New York (AP) -- Police arrested and charged a man with murder late Monday night in the brazen daytime shooting deaths of an imam and his friend as they left a New York City mosque.

Oscar Morel, 35, was charged with two counts of second-degree murder and two counts of criminal possession of a weapon, police said. It wasn't immediately clear if he had an attorney who could comment on the charges.

Morel was taken into custody late Sunday night for hitting a bicyclist with his SUV just 10 minutes after Saturday's shooting in Queens, said the New York Police Department's chief of detectives, Robert Boyce, at a news conference Monday. Police said they "strongly believed" he was the same person who killed Imam Maulana Alauddin Akonjee and Thara Uddin.

Boyce said Morel was seen on surveillance video fleeing the area of the shooting in a black GMC Trailblazer right after the two were shot in the head. About 10 minutes later, a car matching that description struck a bicyclist nearby in Brooklyn. Morel was arrested outside a Brooklyn apartment after he intentionally rammed his car into an unmarked police cruiser trying to block him in, Boyce said.

Charges against Morel were upgraded Monday night after police said they recovered a revolver at his Brooklyn home and clothes similar to those being worn in the surveillance video that showed the gunman.

Earlier Monday, about 1,000 people gathered under tents to praise Akonjee, 55, and Uddin, 64, in an Islamic funeral service where emotions ran high.

The ceremony featured several speakers who said they believed the victims were targeted because of their religion.
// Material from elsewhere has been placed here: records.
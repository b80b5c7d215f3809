use serde::{Deserialize, Serialize};

/// Priority assigned when a task is created without one.
pub const DEFAULT_PRIORITY: &str = "Media";

/// A unit of work within a project.
///
/// Priority is free text. The CLI documents `Alta`, `Media` and `Baja`, but
/// stored rows may carry anything and are rendered as-is.
#[derive(Debug, Clone, PartialEq, Eq, Serialize, Deserialize)]
pub struct Task {
    pub id: i64,
    pub project_id: i64,
    pub title: String,
    pub detail: Option<String>,
    pub created_at: String,
    /// Completion or due date. `None` means open-ended.
    pub end_date: Option<String>,
    pub priority: String,
    pub active: bool,
}

/// Input for creating a new task.
#[derive(Debug, Clone, Default, Serialize, Deserialize)]
pub struct CreateTaskInput {
    pub project_id: i64,
    pub title: String,
    pub detail: Option<String>,
    pub created_at: Option<String>,
    pub end_date: Option<String>,
    /// Defaults to [`DEFAULT_PRIORITY`] when missing or blank.
    pub priority: Option<String>,
    pub active: Option<bool>,
}

/// Input for updating a task. All fields are optional for partial updates.
///
/// `Some("")` clears `detail` or `end_date`.
#[derive(Debug, Clone, Default, Serialize, Deserialize)]
pub struct UpdateTaskInput {
    pub title: Option<String>,
    pub detail: Option<String>,
    pub end_date: Option<String>,
    pub priority: Option<String>,
    pub active: Option<bool>,
}

/// Filter for task listings. Every `Some` field narrows the result.
#[derive(Debug, Clone, Default)]
pub struct TaskFilter {
    pub id: Option<i64>,
    pub project_id: Option<i64>,
    pub active: Option<bool>,
    /// Case-insensitive substring of the title.
    pub title: Option<String>,
    /// Exact priority match.
    pub priority: Option<String>,
}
Some members of the congregation shouted, "Justice!" periodically throughout the service.

After the ceremony, part of the crowd marched to the spot a few blocks away where the shooting took place.

Mayor Bill de Blasio, a Democrat, told those gathered that the entire city was "mourning with you."

Authorities have not released a motive for the killings, though Boyce said the possibility that the murders were a hate crime is "certainly on the table."

Some in the largely Bangladeshi Muslim community in Queens and Brooklyn have described harassment in recent months by people who shouted anti-Muslim epithets.

___

This story has been corrected to show the spelling of the imam's title as Maulana, not Maulama, per new information from the mayor's office and a family member.